I also stated this book touched on a lot of racial issues, these included the hyper sexualisation of black women, Black Lives Matter, the awful shootings of black children in America by police, gentrification, how black women are often treated by health care professionals and many more. It was great to read and all were touched on well, however I would have preferred to seen a deeper discussion about some of these issues – specifically gentrification and The Black Lives Matters movement. Both of these were mentioned several times but I don’t think the book went into a lot of detail about them and I think they could gave really added to the narrative Williams was pushing about being a black woman navigating modern society. However, I don’t think any issues was sorely neglected or just brought up for ‘relevancy points’.

I think this book could have been better if it gone into greater detail about certain topics as a whole and had balanced it’s structure a little better, as unfortunately we spent too much time on Queenie making the same mistakes over and over again instead of on her ‘character development’/mental health recovery.

This read had me all over the place, I laughed at times but I also wanted to scream at Queenie at others, I smiled and I teared up a few times at the end too.
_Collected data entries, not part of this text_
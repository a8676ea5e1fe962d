//! Provider registry.
//!
//! Maps a provider id to its definition, its default completion config,
//! and a factory constructing [`LlmProvider`] instances for one of its
//! models.

use std::sync::{Arc, Mutex};

use tracing::info;

use crate::error::{LlmError, LlmResult};
use crate::provider::LlmProvider;
use crate::types::{CompletionConfig, ModelDefinition, ProviderDefinition};

/// Constructs a provider instance for one model.
pub type ProviderFactory = Arc<
    dyn Fn(&ModelDefinition, &CompletionConfig) -> LlmResult<Arc<dyn LlmProvider>> + Send + Sync,
>;

/// One registered provider.
#[derive(Clone)]
pub struct ProviderEntry {
    /// The provider definition.
    pub definition: ProviderDefinition,
    /// Default completion parameters.
    pub default_config: CompletionConfig,
    /// Instance factory.
    pub factory: ProviderFactory,
}

impl std::fmt::Debug for ProviderEntry {
    fn fmt(&self, f: &mut std::fmt::Formatter<'_>) -> std::fmt::Result {
        f.debug_struct("ProviderEntry")
            .field("id", &self.definition.id)
            .field("models", &self.definition.models.len())
            .finish()
    }
}

/// Registry of LLM providers, keyed by provider id.
#[derive(Default)]
pub struct ProviderRegistry {
    entries: Mutex<Vec<(String, ProviderEntry)>>,
}

impl ProviderRegistry {
    /// Create an empty registry.
    #[must_use]
    pub fn new() -> Self {
        Self::default()
    }

    /// Register a provider.
    ///
    /// # Errors
    ///
    /// Returns [`LlmError::AlreadyRegistered`] if the id is taken.
    pub fn register(
        &self,
        definition: ProviderDefinition,
        factory: ProviderFactory,
        default_config: CompletionConfig,
    ) -> LlmResult<()> {
        let mut entries = self.entries.lock().unwrap_or_else(|e| e.into_inner());
        if entries.iter().any(|(id, _)| *id == definition.id) {
            return Err(LlmError::AlreadyRegistered(definition.id));
        }
        info!(provider_id = %definition.id, models = definition.models.len(), "Registered LLM provider");
        entries.push((
            definition.id.clone(),
            ProviderEntry {
                definition,
                default_config,
                factory,
            },
        ));
        Ok(())
    }

    /// Insert or replace a provider. Plugins use this to bind a real
    /// transport over a built-in definition.
    pub fn upsert(
        &self,
        definition: ProviderDefinition,
        factory: ProviderFactory,
        default_config: CompletionConfig,
    ) {
        let mut entries = self.entries.lock().unwrap_or_else(|e| e.into_inner());
        let entry = ProviderEntry {
            definition,
            default_config,
            factory,
        };
        if let Some(existing) = entries.iter_mut().find(|(id, _)| *id == entry.definition.id) {
            existing.1 = entry;
        } else {
            entries.push((entry.definition.id.clone(), entry));
        }
    }

    /// Look up a provider entry by id.
    #[must_use]
    pub fn get(&self, provider_id: &str) -> Option<ProviderEntry> {
        let entries = self.entries.lock().unwrap_or_else(|e| e.into_inner());
        entries
            .iter()
            .find(|(id, _)| id == provider_id)
            .map(|(_, e)| e.clone())
    }

    /// Snapshot of all registered entries in registration order.
    #[must_use]
    pub fn list(&self) -> Vec<ProviderEntry> {
        let entries = self.entries.lock().unwrap_or_else(|e| e.into_inner());
        entries.iter().map(|(_, e)| e.clone()).collect()
    }

    /// Number of registered providers.
    #[must_use]
    pub fn len(&self) -> usize {
        self.entries.lock().unwrap_or_else(|e| e.into_inner()).len()
    }

    /// Whether the registry is empty.
    #[must_use]
    pub fn is_empty(&self) -> bool {
        self.len() == 0
    }

    /// Construct a provider instance.
    ///
    /// `model_id` of `None` selects the provider's default model.
    ///
    /// # Errors
    ///
    /// Returns an error if the provider or model is unknown, or if the
    /// factory fails.
    pub fn create(
        &self,
        provider_id: &str,
        model_id: Option<&str>,
    ) -> LlmResult<Arc<dyn LlmProvider>> {
        let entry = self
            .get(provider_id)
            .ok_or_else(|| LlmError::ProviderNotFound(provider_id.to_string()))?;

        let model = match model_id {
            Some(id) => entry
                .definition
                .model(id)
                .ok_or_else(|| LlmError::ModelNotFound {
                    provider_id: provider_id.to_string(),
                    model_id: id.to_string(),
                })?,
            None => entry
                .definition
                .default_model()
                .ok_or_else(|| LlmError::NoModels(provider_id.to_string()))?,
        };

        (entry.factory)(model, &entry.default_config)
    }
}

impl std::fmt::Debug for ProviderRegistry {
    fn fmt(&self, f: &mut std::fmt::Formatter<'_>) -> std::fmt::Result {
        f.debug_struct("ProviderRegistry")
            .field("provider_count", &self.len())
            .finish()
    }
}

#[cfg(test)]
mod tests {
    use super::*;
    use crate::provider::{CompletionRequest, CompletionResponse};
    use async_trait::async_trait;
    use slashbot_core::AgentMessage;

    #[derive(Debug)]
    struct FixedProvider {
        model_id: String,
        context_window: usize,
    }

    #[async_trait]
    impl LlmProvider for FixedProvider {
        fn provider_id(&self) -> &str {
            "fixed"
        }
        fn model_id(&self) -> &str {
            &self.model_id
        }
        fn context_window(&self) -> usize {
            self.context_window
        }
        async fn complete(&self, _request: &CompletionRequest) -> LlmResult<CompletionResponse> {
            Ok(CompletionResponse {
                message: AgentMessage::assistant("ok"),
                tool_calls: vec![],
                usage: None,
            })
        }
    }

    fn definition(id: &str) -> ProviderDefinition {
        ProviderDefinition {
            id: id.to_string(),
            plugin_id: "test".into(),
            display_name: id.to_string(),
            models: vec![ModelDefinition {
                id: "m1".into(),
                display_name: "M1".into(),
                context_window: 100_000,
                priority: 0,
                capabilities: vec![],
            }],
            auth_handlers: vec![],
            preferred_auth_order: vec![],
        }
    }

    fn factory() -> ProviderFactory {
        Arc::new(|model, _config| {
            Ok(Arc::new(FixedProvider {
                model_id: model.id.clone(),
                context_window: model.context_window,
            }) as Arc<dyn LlmProvider>)
        })
    }

    #[test]
    fn duplicate_register_fails_but_upsert_replaces() {
        let registry = ProviderRegistry::new();
        registry
            .register(definition("p"), factory(), CompletionConfig::default())
            .unwrap();
        let err = registry
            .register(definition("p"), factory(), CompletionConfig::default())
            .unwrap_err();
        assert!(matches!(err, LlmError::AlreadyRegistered(_)));

        registry.upsert(definition("p"), factory(), CompletionConfig::default());
        assert_eq!(registry.len(), 1);
    }

    #[test]
    fn create_resolves_default_and_named_models() {
        let registry = ProviderRegistry::new();
        registry
            .register(definition("p"), factory(), CompletionConfig::default())
            .unwrap();

        let provider = registry.create("p", None).unwrap();
        assert_eq!(provider.model_id(), "m1");
        assert_eq!(provider.context_window(), 100_000);

        let err = registry.create("p", Some("missing")).unwrap_err();
        assert!(matches!(err, LlmError::ModelNotFound { .. }));

        let err = registry.create("nope", None).unwrap_err();
        assert!(matches!(err, LlmError::ProviderNotFound(_)));
    }

    #[test]
    fn list_returns_a_snapshot() {
        let registry = ProviderRegistry::new();
        registry
            .register(definition("p"), factory(), CompletionConfig::default())
            .unwrap();
        let mut listed = registry.list();
        listed.clear();
        assert_eq!(registry.len(), 1);
    }
}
It’s a frustrating read but it’s a rewarding one when you get to the end. I don’t know if I would recommend it, but I wouldn’t try and convince you not to read it also. It’s a challenging read and one I think you need to be prepared to go in disliking for a lot of it, but it is extremely engaging and interesting.

This is very different from Waterstone’s pick in January, but I can see why they picked it and it’s a good choice.